Whether using genome-wide SNPs around 100 k or population-specific SNPs, correlation of individual scores between LPS and array were generally high, particularly for East Asian SNPs (Fig. 4). Along with higher accuracy for rare variant compared to the array, this homogeneity of common SNPs between array and LPS suggest that LPS would be valuable in PRS analysis. Regarding the power of PRS, although our result showed below the level of accurate prediction, a number of PRS models had been demonstrated that PRS with clinical information would increase PD predictions [33, 34]. Additionally, we expected that mapping PRS using LPS with data from emerging technologies such as machine learning and single-cell RNA sequencing would improve the power of prediction and elucidate the genetics of PD [11].

Conclusion

We demonstrated the potential of LPS with coverage less than 1.0 × to be used for predicting PD, and suggested cost-efficient LPS to replace GSA data which have been widely and popularly used in this field. Therefore, we believe that utilization of LPS could become useful in precision medicine with financial and technical advantages over genotype array.

Materials and methods

Data collection and sequencing

A total of 188 Korean individuals, consisting of 87 individuals diagnosed with PD and 101 controls, were collected at Asan Medical Center (Seoul, South Korea). High-depth WGS were generated using additional eight Koreans without PD diagnosis from the cohort for evaluating imputation performance of downsampled data. Genomic DNA from the blood of collected individuals were extracted and prepared. All quality control passed blood genomic DNA samples were subjected to library preparation with the Illumina Nextera DNA Flex kit (Illumina, USA) following manufacturer’s instruction. Briefly, input genomic DNA was treated with bead-linked transposomes. After tagmentation stop reaction and purification, tagmented genomic DNA was amplified by PCR reaction with recommended cycles described in the manufacturer's instruction. Library was quantified both with the quantitative PCR method (KAPA Library Quantification Kit; Kapa Biosystems, USA) and fluorescent method (Qubit dsDNA HS assay Kit; Thermo Fisher Scientific, USA). Each constructed and measured library was normalized by diluting with the calculated amount of nuclease-free water, and all normalized libraries were pooled and then sequenced with the Illumina NovaSeq 6000 platform (Illumina, USA) based on the manufacturer’s instruction.

Data processing

Obtained DNA was genotyped on the customized Global Screening Array (GSA; Illumina, USA) which captured multiethnic genetic variation. Genotypes were processed to variant call format (VCF) files according to the manufacturer’s guide using Illumina’s GenomeStudio and the in-house processing method. Produced individual VCFs were called and merged using GATK v4.1.2 [35], then variants were normalized using bcftools v1.3.1 [36]. Raw sequencing data was processed based on the GATK’s best practice with the following steps: Sequence trimming using Trimmomatic, read alignment to the human reference genome (hg19) using BWA v0.7.17 [37], sort BAM file and mark duplicate reads using Picard v2.18.25, and base recalibration and haplotype call were conducted using GATK v4.1.2.
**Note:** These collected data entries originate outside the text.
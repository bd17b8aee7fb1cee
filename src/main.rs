//! docindex - incremental document indexer
//!
//! Entry point for running jobs once, serving scheduled jobs, and reporting status.

#![deny(clippy::all)]
#![warn(clippy::pedantic)]
#![allow(clippy::module_name_repetitions)]

use std::path::PathBuf;
use std::sync::Arc;
use std::time::Duration;

use anyhow::{bail, Context};
use clap::{Parser, Subcommand};
use tokio_util::sync::CancellationToken;

use docindex::config::JobSettings;
use docindex::decode::decoder_for;
use docindex::index::{ElasticIndexStore, IndexStore, MemoryIndexStore};
use docindex::jobs::{CleanupJob, JobOutcome, JobStateRegistry, ProcessingJob};
use docindex::observability::{init_metrics, init_tracing};
use docindex::scheduler::{Scheduler, Trigger};
use docindex::server::{collect_statuses, shutdown_signal, ApiState, App, ServerConfig};
use docindex::{Config, DocumentKind};

/// docindex - incremental document indexer
#[derive(Parser, Debug)]
#[command(name = "docindex")]
#[command(author, version, about, long_about = None)]
struct Cli {
    /// JSON configuration file
    #[arg(short, long, env = "DOCINDEX_CONFIG")]
    config: Option<PathBuf>,

    /// Directory for comparer snapshots and run statistics
    #[arg(short, long, env = "DOCINDEX_DATA_DIR")]
    data_dir: Option<PathBuf>,

    /// Host address the HTTP server binds to
    #[arg(long, env = "DOCINDEX_HOST")]
    host: Option<String>,

    /// Port the HTTP server listens on
    #[arg(short, long, env = "DOCINDEX_PORT")]
    port: Option<u16>,

    /// Base URL of the search index service
    #[arg(long, env = "DOCINDEX_INDEX_URL")]
    index_url: Option<String>,

    /// Log level (trace, debug, info, warn, error)
    #[arg(long, env = "DOCINDEX_LOG_LEVEL")]
    log_level: Option<String>,

    /// Enable JSON logging output
    #[arg(long, env = "DOCINDEX_LOG_JSON")]
    log_json: bool,

    /// Write to an in-process index instead of the search service
    #[arg(long, env = "DOCINDEX_DRY_RUN")]
    dry_run: bool,

    #[command(subcommand)]
    command: Command,
}

#[derive(Subcommand, Debug)]
enum Command {
    /// Run the processing job for one kind once
    Process {
        #[arg(value_enum)]
        kind: DocumentKind,

        /// Scan this directory, overriding or replacing the configured job
        #[arg(long)]
        scan_path: Option<PathBuf>,
    },
    /// Run the cleanup job for one kind once
    Cleanup {
        #[arg(value_enum)]
        kind: DocumentKind,
    },
    /// Run all configured jobs on their schedules and serve health and metrics
    Serve,
    /// Print job states and the latest run statistics
    Status,
}

#[tokio::main]
async fn main() -> anyhow::Result<()> {
    let cli = Cli::parse();
    let config = load_config(&cli)?;

    init_tracing(&config.log_level, cli.log_json);
    init_metrics();

    tracing::info!(
        "docindex v{} starting, data in {}",
        env!("CARGO_PKG_VERSION"),
        config.data_dir.display()
    );
    tracing::debug!(?config, "Configuration loaded");

    let index = index_store(&config, cli.dry_run)?;
    let registry = JobStateRegistry::global();

    match cli.command {
        Command::Process { kind, .. } => run_process(&config, kind, index, registry).await,
        Command::Cleanup { kind } => run_cleanup(&config, kind, index, registry).await,
        Command::Serve => serve(config, index, registry).await,
        Command::Status => {
            let statuses = collect_statuses(&config, &registry);
            println!("{}", serde_json::to_string_pretty(&statuses)?);
            Ok(())
        }
    }
}

/// Merge the config file with command-line and environment overrides.
fn load_config(cli: &Cli) -> anyhow::Result<Config> {
    let mut config = match &cli.config {
        Some(path) => Config::read(path)
            .with_context(|| format!("failed to load config from {}", path.display()))?,
        None => Config::default(),
    };

    if let Some(data_dir) = &cli.data_dir {
        config.data_dir.clone_from(data_dir);
    }
    if let Some(host) = &cli.host {
        config.host.clone_from(host);
    }
    if let Some(port) = cli.port {
        config.port = port;
    }
    if let Some(url) = &cli.index_url {
        config.index.url.clone_from(url);
    }
    if let Some(level) = &cli.log_level {
        config.log_level.clone_from(level);
    }
    if let Command::Process {
        kind,
        scan_path: Some(scan_path),
    } = &cli.command
    {
        config
            .jobs
            .entry(*kind)
            .or_insert_with(|| JobSettings::for_kind(*kind, scan_path))
            .scan_path
            .clone_from(scan_path);
    }

    config.normalize();
    config.validate().context("invalid configuration")?;
    Ok(config)
}

fn index_store(config: &Config, dry_run: bool) -> anyhow::Result<Arc<dyn IndexStore>> {
    if dry_run {
        tracing::warn!("Dry run: documents are indexed in memory only");
        return Ok(Arc::new(MemoryIndexStore::new()));
    }
    let store = ElasticIndexStore::new(
        &config.index.url,
        Duration::from_secs(config.index.timeout_secs),
    )
    .context("failed to create index client")?;
    Ok(Arc::new(store))
}

fn job_settings(config: &Config, kind: DocumentKind) -> anyhow::Result<&JobSettings> {
    match config.job(kind) {
        Some(settings) => Ok(settings),
        None => bail!("no job configured for kind '{kind}'"),
    }
}

fn processing_job(
    config: &Config,
    kind: DocumentKind,
    settings: &JobSettings,
    index: Arc<dyn IndexStore>,
    registry: Arc<JobStateRegistry>,
) -> ProcessingJob {
    ProcessingJob::new(
        kind,
        settings.clone(),
        config.index_name(settings),
        decoder_for(kind),
        index,
        registry,
    )
}

fn cleanup_job(
    config: &Config,
    kind: DocumentKind,
    settings: &JobSettings,
    index: Arc<dyn IndexStore>,
    registry: Arc<JobStateRegistry>,
) -> CleanupJob {
    CleanupJob::new(
        kind,
        settings.clone(),
        config.index_name(settings),
        index,
        registry,
    )
}

/// Cancel `token` on Ctrl+C or SIGTERM.
fn cancel_on_signal(token: &CancellationToken) {
    let token = token.clone();
    tokio::spawn(async move {
        shutdown_signal().await;
        token.cancel();
    });
}

async fn run_process(
    config: &Config,
    kind: DocumentKind,
    index: Arc<dyn IndexStore>,
    registry: Arc<JobStateRegistry>,
) -> anyhow::Result<()> {
    let settings = job_settings(config, kind)?;
    let job = processing_job(config, kind, settings, index, registry);

    let cancel = CancellationToken::new();
    cancel_on_signal(&cancel);

    match job.execute(cancel).await.context("processing run failed")? {
        JobOutcome::Completed(statistic) => {
            println!("{}", serde_json::to_string_pretty(&statistic)?);
        }
        JobOutcome::Conflict(conflict) => bail!("cannot start: {conflict}"),
        JobOutcome::Inactive => println!("job {} is inactive", job.key()),
        JobOutcome::Cancelled(counts) => {
            println!(
                "cancelled after {} documents ({} changed, {} failed)",
                counts.entire, counts.changed, counts.failed
            );
        }
    }
    Ok(())
}

async fn run_cleanup(
    config: &Config,
    kind: DocumentKind,
    index: Arc<dyn IndexStore>,
    registry: Arc<JobStateRegistry>,
) -> anyhow::Result<()> {
    let settings = job_settings(config, kind)?;
    let job = cleanup_job(config, kind, settings, index, registry);

    let cancel = CancellationToken::new();
    cancel_on_signal(&cancel);

    match job.execute(cancel).await.context("cleanup run failed")? {
        JobOutcome::Completed(report) => {
            println!("{}", serde_json::to_string_pretty(&report)?);
        }
        JobOutcome::Conflict(conflict) => bail!("cannot start: {conflict}"),
        JobOutcome::Inactive => println!("job {} is inactive", job.key()),
        JobOutcome::Cancelled(_) => println!("cancelled before any removal"),
    }
    Ok(())
}

async fn serve(
    config: Config,
    index: Arc<dyn IndexStore>,
    registry: Arc<JobStateRegistry>,
) -> anyhow::Result<()> {
    let shutdown = CancellationToken::new();
    cancel_on_signal(&shutdown);

    let mut scheduler = Scheduler::new(shutdown.clone());
    for (&kind, settings) in config.jobs.iter().filter(|(_, s)| s.active) {
        let processing = Arc::new(processing_job(
            &config,
            kind,
            settings,
            Arc::clone(&index),
            Arc::clone(&registry),
        ));
        let cleanup = Arc::new(cleanup_job(
            &config,
            kind,
            settings,
            Arc::clone(&index),
            Arc::clone(&registry),
        ));

        scheduler.add(
            Trigger::new(
                processing.key().to_string(),
                settings.process_interval(),
                move |cancel| {
                    let job = Arc::clone(&processing);
                    async move {
                        if let Err(e) = job.execute(cancel).await {
                            tracing::error!(job = %job.key(), error = %e, "Scheduled run failed");
                        }
                    }
                },
            )
            .with_timeout(settings.run_timeout()),
        );
        scheduler.add(
            Trigger::new(
                cleanup.key().to_string(),
                settings.cleanup_interval(),
                move |cancel| {
                    let job = Arc::clone(&cleanup);
                    async move {
                        if let Err(e) = job.execute(cancel).await {
                            tracing::error!(job = %job.key(), error = %e, "Scheduled run failed");
                        }
                    }
                },
            )
            .with_timeout(settings.run_timeout()),
        );
    }

    if scheduler.is_empty() {
        tracing::warn!("No active jobs configured, serving status only");
    }
    let scheduler = scheduler.spawn();

    let state =
        ApiState::new(Arc::new(config.clone()), registry).with_triggers(scheduler.control());
    let result = App::new(ServerConfig::from(&config), state)
        .run(shutdown.clone())
        .await;

    // Stop the scheduler however the server ended.
    scheduler.shutdown().await;
    result.context("server failed")
}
Downsampling and coverage distribution

To evaluate the efficiency of LPS coverage, we downsampled eight high-coverage (average depth of 27.2 ×) WGS to 0.5, 1.0, 2.0, 3.0, 4.0, 5.0, 6.0 and 7.0 × using SAMtools view [36] based on the calculated proportion for subsampling WGS to low-coverage data. For PRS analysis using 188 individuals including the PD cases and controls, we also downsampled raw sequencing data to 0.5, 1.0 and 2.0 × . Coverage distributions for downsampled data were calculated using aligned read count per genotypes. The Gini coefficients were calculated using the ratio of area under the Lorenz curve which was generated by cumulative fraction of sequencing reads and genomic regions. We set the size of window for calculating number of reads as 10 k base pair length.

Phasing and imputation

We performed genotype phasing using Eagle v2.4 [18] and imputation using Minimac4 [19] based on the 1KGP3 [38] which is the most conventional panel and an East Asian specific reference panel, called the NARD [22] merged with 1KGP3. After imputation, we filtered variants with information score below 0.3, and remaining imputed genotypes were converted into PLINK [39] binary format for further analyses. Also we conducted genotype imputation for LPS data using GLIMPSE. Mapped reads at only bi-allelic sites of each reference panel were extracted from LPS BAM data using bcftools mpileup because the presence of indels might affect the imputation quality [16]. Then iterative refinement of GL using the reference panels with segmentation size of 2 Mb with buffer size of 200 kb produced imputed dosages and multiple chunks within each chromosome were ligated.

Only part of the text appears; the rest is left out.